暴れる隙さえない位に、藍染は日番谷を抱え瞬歩を使いこの場を消えた。





「はーなーせー!」
「あはは。威勢がいいな」

元気な子供が生まれるね。
そんな事を呟きながら、今は布団の上。

「嫌だっヘンタイ!退けよっ」

ジタバタ。
暴れてはみるけど、この体格差はどうする事もできなくて。
べろり、冷たい舌が少年の首を舐め上げる。

「んあっ…やだぁっ……!」

もう駄目だ。
日番谷の瞳には涙が浮かぶ。

「冬っ!!」

すると、勢い良く開けられた襖から市丸が飛び込んできて。

「市丸!」
「おっさんいい加減にしてや!ほんま射殺すで!」
「ほう、いい度胸じゃないか」

日番谷の奪い合いが始まった。初めは口だけの言い争いだったのに、段々とヒートアップして互いに刀を構えだす始末。日番谷は慌ててその場から逃げ出してなんとか無事。

「日番谷隊長!こっちです」
「檜佐木…」

遠くから傍観していた日番谷に掛かる声。

「日番谷隊長、こっちの方が安全すよ」
「阿散井…」

「いえいえ、こっちです!」
「吉良…」

廊下の左右と中庭の中央。四方八方で呼ばれたはいいが、

「え、ええ?」

どっちに行けばいいのか判らない。
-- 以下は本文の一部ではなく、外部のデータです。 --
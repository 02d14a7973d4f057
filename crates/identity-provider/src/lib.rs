pub mod provider;
pub mod records;

pub use provider::DataProvider;
pub use records::{AttestationRecord, KycRecord, ReportRecord, VouchEdge, VouchGraph, VouchRecord};
use base64::engine::general_purpose::STANDARD as BASE64;
use base64::Engine;
use flate2::read::{GzDecoder, GzEncoder};
use flate2::Compression;
use identity_core::IdentityError;
use std::io::Read;

/// A StatusList2021 bitstring. Bit 0 of byte 0 is index 0 (little-endian
/// within each byte). Decoded length is always `8 * byte_count` — the
/// original bit-count is not preserved through encode/decode, so
/// out-of-range reads return `false` instead of erroring.
#[derive(Debug, Clone, PartialEq, Eq)]
pub struct Bitstring {
    bytes: Vec<u8>,
}

impl Bitstring {
    /// A zero-filled bitstring of at least `bits` bits, rounded up to a
    /// whole byte.
    pub fn zeroed(bits: u64) -> Self {
        let byte_len = (bits as usize).div_ceil(8);
        Self {
            bytes: vec![0u8; byte_len],
        }
    }

    pub fn bit_len(&self) -> u64 {
        (self.bytes.len() * 8) as u64
    }

    /// Out-of-range reads return `false` rather than erroring.
    pub fn get(&self, index: u64) -> bool {
        let byte_idx = (index / 8) as usize;
        let bit_idx = (index % 8) as u32;
        match self.bytes.get(byte_idx) {
            Some(byte) => (byte >> bit_idx) & 1 == 1,
            None => false,
        }
    }

    pub fn set(&mut self, index: u64, value: bool) -> Result<(), IdentityError> {
        let byte_idx = (index / 8) as usize;
        let bit_idx = (index % 8) as u32;
        let byte = self
            .bytes
            .get_mut(byte_idx)
            .ok_or_else(|| IdentityError::InvalidInput(format!("bit index {index} out of range")))?;
        if value {
            *byte |= 1 << bit_idx;
        } else {
            *byte &= !(1 << bit_idx);
        }
        Ok(())
    }

    /// Grows the bitstring by `extra_bits`, zero-filling the new tail.
    /// Length only ever grows — never shrinks.
    pub fn expand(&mut self, extra_bits: u64) {
        let extra_bytes = (extra_bits as usize).div_ceil(8);
        self.bytes.extend(std::iter::repeat(0u8).take(extra_bytes));
    }

    /// Scans forward from `from` for the first unset bit.
    pub fn first_zero_from(&self, from: u64) -> Option<u64> {
        (from..self.bit_len()).find(|&i| !self.get(i))
    }

    pub fn encode(&self, compression_level: u32) -> Result<String, IdentityError> {
        let level = Compression::new(compression_level.min(9));
        let mut encoder = GzEncoder::new(self.bytes.as_slice(), level);
        let mut compressed = Vec::new();
        encoder
            .read_to_end(&mut compressed)
            .map_err(|e| IdentityError::Integrity(format!("gzip encode failed: {e}")))?;
        Ok(BASE64.encode(compressed))
    }

    pub fn decode(encoded: &str) -> Result<Self, IdentityError> {
        let compressed = BASE64
            .decode(encoded)
            .map_err(|e| IdentityError::Integrity(format!("base64 decode failed: {e}")))?;
        let mut decoder = GzDecoder::new(compressed.as_slice());
        let mut bytes = Vec::new();
        decoder
            .read_to_end(&mut bytes)
            .map_err(|e| IdentityError::Integrity(format!("gzip decode failed: {e}")))?;
        Ok(Self { bytes })
    }
}

#[cfg(test)]
mod tests {
    use super::*;

    #[test]
    fn round_trip_preserves_pattern() {
        let mut bs = Bitstring::zeroed(96);
        for i in (0..96).step_by(3) {
            bs.set(i, true).unwrap();
        }
        let encoded = bs.encode(6).unwrap();
        let decoded = Bitstring::decode(&encoded).unwrap();
        for i in 0..96 {
            assert_eq!(bs.get(i), decoded.get(i), "bit {i} mismatch");
        }
    }

    #[test]
    fn out_of_range_reads_false() {
        let bs = Bitstring::zeroed(8);
        assert!(!bs.get(1000));
    }

    #[test]
    fn allocate_first_zero() {
        let mut bs = Bitstring::zeroed(8);
        bs.set(0, true).unwrap();
        bs.set(1, true).unwrap();
        assert_eq!(bs.first_zero_from(0), Some(2));
    }

    #[test]
    fn expand_grows_without_truncating() {
        let mut bs = Bitstring::zeroed(8);
        bs.set(3, true).unwrap();
        bs.expand(8);
        assert_eq!(bs.bit_len(), 16);
        assert!(bs.get(3));
        assert!(!bs.get(12));
    }

    #[test]
    fn little_endian_bit_order() {
        let mut bs = Bitstring::zeroed(8);
        bs.set(0, true).unwrap();
        assert_eq!(bs.bytes[0], 0b0000_0001);
    }
}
故に、あっちやこっちをふらふら千鳥足。

「こっちだ…」

ふわり、いい香りと共に真後ろからの声。

「朽木?!」
「安心しろ。子供の心配も不要だ」
「子供っ?!」

危険信号が再度赤に。浚われる!!先程の藍染の行動が頭を過る。

「いやだっ!離せっ」

暴れだす日番谷を片腕で抱える朽木。檜佐木、阿散井、吉良は物凄い勢いでこちらに掛けてくる。日番谷の悲鳴を聞いた市丸と藍染も加わって、朽木を中心に怒りを露にした男共が終結した。

日番谷は自分のものだ。
子供の父親は自分が相応しいとか。
将来はどうとか。

兎に角、そんな攻防が飛び交いぶつかる。
いい加減、日番谷の堪忍袋の緒が切れそう。ふるふると体を震わせ、怒り爆発寸前。

後僅かでブチ切れる。そんな時、

「お前ら止めないか!!」

自分の代わりに怒鳴ってくれた人物。

「浮竹!」
「冬獅郎、こんな奴等に付き合うことは無い。行くぞ」
「あ……ああ」

滅多に大声を出すことの無い浮竹の姿勢に圧倒されて、言い争いをしていたこのメンバーもピタリ口を閉じた。

日番谷は素直に従い、浮竹の側へ。そのまま手を引かれ、何処へやら消えていった。

残された男共は呆気に取られ、その場を立ち竦んでいた。